* _DIRECTIONS FOR THIS TASK_: Across all entries below, how many lines include "bool"? Only the number, please.

* _RECORD SET_:
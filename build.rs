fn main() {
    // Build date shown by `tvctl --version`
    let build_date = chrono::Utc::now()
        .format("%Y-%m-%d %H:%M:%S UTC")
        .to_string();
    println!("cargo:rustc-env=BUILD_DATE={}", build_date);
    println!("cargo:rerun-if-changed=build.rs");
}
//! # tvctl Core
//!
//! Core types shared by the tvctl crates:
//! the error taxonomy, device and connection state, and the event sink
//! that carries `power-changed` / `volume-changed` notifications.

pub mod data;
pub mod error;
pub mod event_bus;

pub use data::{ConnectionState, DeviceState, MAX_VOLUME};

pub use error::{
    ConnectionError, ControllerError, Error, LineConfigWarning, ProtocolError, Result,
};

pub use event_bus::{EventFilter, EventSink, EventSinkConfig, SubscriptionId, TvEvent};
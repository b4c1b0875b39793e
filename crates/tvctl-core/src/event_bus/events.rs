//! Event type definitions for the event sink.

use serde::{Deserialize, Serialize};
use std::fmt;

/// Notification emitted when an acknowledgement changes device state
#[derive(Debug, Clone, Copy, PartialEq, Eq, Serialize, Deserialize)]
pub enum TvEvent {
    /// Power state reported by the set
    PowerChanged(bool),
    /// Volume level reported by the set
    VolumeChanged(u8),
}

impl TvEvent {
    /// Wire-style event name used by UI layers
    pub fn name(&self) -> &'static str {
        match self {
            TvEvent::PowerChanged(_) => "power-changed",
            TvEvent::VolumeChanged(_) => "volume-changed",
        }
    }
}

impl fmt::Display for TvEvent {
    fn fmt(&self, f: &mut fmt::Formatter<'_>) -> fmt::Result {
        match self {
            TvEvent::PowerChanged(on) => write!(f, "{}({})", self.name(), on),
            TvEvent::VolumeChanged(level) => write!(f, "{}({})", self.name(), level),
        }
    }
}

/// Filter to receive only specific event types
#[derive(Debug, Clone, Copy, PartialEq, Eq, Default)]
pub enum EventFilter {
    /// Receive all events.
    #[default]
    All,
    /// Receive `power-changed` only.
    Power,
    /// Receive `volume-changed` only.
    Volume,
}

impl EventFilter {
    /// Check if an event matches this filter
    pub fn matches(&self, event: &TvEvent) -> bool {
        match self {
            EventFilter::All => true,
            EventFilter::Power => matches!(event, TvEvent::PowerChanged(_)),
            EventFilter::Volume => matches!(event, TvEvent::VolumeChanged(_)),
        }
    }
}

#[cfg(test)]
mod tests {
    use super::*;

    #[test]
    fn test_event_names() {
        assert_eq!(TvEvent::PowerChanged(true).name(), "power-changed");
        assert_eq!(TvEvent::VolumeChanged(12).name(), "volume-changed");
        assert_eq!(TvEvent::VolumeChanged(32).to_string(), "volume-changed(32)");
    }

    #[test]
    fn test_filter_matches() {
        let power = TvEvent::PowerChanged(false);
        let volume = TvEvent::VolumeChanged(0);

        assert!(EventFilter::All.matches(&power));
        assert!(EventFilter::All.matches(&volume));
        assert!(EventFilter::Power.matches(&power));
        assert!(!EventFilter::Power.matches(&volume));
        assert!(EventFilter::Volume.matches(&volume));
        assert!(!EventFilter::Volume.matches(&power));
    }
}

* _TASK RESPONSE_: 2